Carbon film-modified Bi₅O₇I composites for highly efficient simultaneous photocatalytic removal of bisphenol-A and Cr(VI) under visible light irradiation

作     者：Yang, Xiaomeng Huo, Jinghao Zhu, Hanjun Nie, Xin Wan, Quan Xiong, Jukun Shi, Huixian 

作者机构：College of Material Science and Engineering Taiyuan University of Technology Taiyuan 030024 China State Key Laboratory for Critical Mineral Research and Exploration Institute of Geochemistry Chinese Academy of Sciences Guiyang 550081 China CAS Center for Excellence in Comparative Planetology Hefei 230026 China Guangzhou Key Laboratory of Environmental Catalysis and Pollution Control Guangdong Technology Research Center for Photocatalytic Technology Integration and Equipment Engineering School of Environmental Science and Engineering Guangdong University of Technology Guangzhou 510006 China 

出 版 物：《Applied Catalysis A: General》 (Appl Catal A Gen)

年 卷 期：2025年第704卷

学科分类：081704[工学-应用化学] 07[理学] 070304[理学-物理化学(含∶化学物理)] 08[工学] 0817[工学-化学工程与技术] 0703[理学-化学] 

基　　金：National Natural Science Foundation of China, NSFC, (2020-ZD01, 41902041, 42177192, 2023-ZD01) Fundamental Research Program of Shanxi Province, (202403021211021) Science and Technology Program of Guizhou Province, (1Z039) 

主　　题：Bisphenol-A Carbon film modified Bi₅O₇I composite Cr(VI) Simultaneous removal mechanism Visible-light-driven photocatalytic 

摘      要：The coexistence of heavy metals and organic pollutants in aquatic ecosystems poses significant threats to environmental and human health.

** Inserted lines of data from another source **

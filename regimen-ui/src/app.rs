//! App Root Component
//!
//! Main application component with routing and session providers.

use leptos::*;
use leptos_router::*;

use crate::components::{Nav, Toast};
use crate::pages::{Planner, Settings};
use crate::state::session::provide_session_state;

/// Root application component
#[component]
pub fn App() -> impl IntoView {
    // Provide session state to all components
    provide_session_state();

    view! {
        <Router>
            <div class="min-h-screen bg-gray-900 text-white flex flex-col">
                // Navigation header
                <Nav />

                // Main content area
                <main class="flex-1 container mx-auto px-4 py-8">
                    <Routes>
                        <Route path="/" view=Planner />
                        <Route path="/settings" view=Settings />
                        <Route path="/*any" view=NotFound />
                    </Routes>
                </main>

                // Toast notifications
                <Toast />
            </div>
        </Router>
    }
}

/// 404 Not Found page
#[component]
fn NotFound() -> impl IntoView {
    view! {
        <div class="flex flex-col items-center justify-center min-h-[60vh] text-center">
            <div class="text-6xl mb-4">"🔍"</div>
            <h1 class="text-3xl font-bold mb-2">"Page Not Found"</h1>
            <p class="text-gray-400 mb-6">"The page you're looking for doesn't exist."</p>
            <A
                href="/"
                class="px-6 py-3 bg-primary-600 hover:bg-primary-700 rounded-lg font-medium transition-colors"
            >
                "Go to Planner"
            </A>
        </div>
    }
}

To address this issue, a novel carbon film-modified Bi5O7I photocatalyst (C/Bi5O7I) was developed for the simultaneous removal of bisphenol-A (BPA) and Cr(VI) under visible light. The C/Bi5O7I composite exploited the synergistic effect between the carbon film and Bi5O7I, enhancing light absorption and facilitating efficient electron transfer, which promoted the separation of electron-hole pairs. This mechanism enabled holes to degrade BPA and electrons to reduce Cr(VI), with each process mutually accelerating the other. The composite exhibited high photocatalytic activity across a wide pH range (3.0–11.0) and was minimally inhibited by typical water matrix components. Characterization techniques and theoretical calculations were employed to elucidate the degradation pathways, confirming the stability and efficiency of C/Bi5O7I over multiple cycles. This makes C/Bi5O7I a promising material for treating wastewater contaminated with coexisting heavy metals and organic pollutants. © 2025 Elsevier B.V.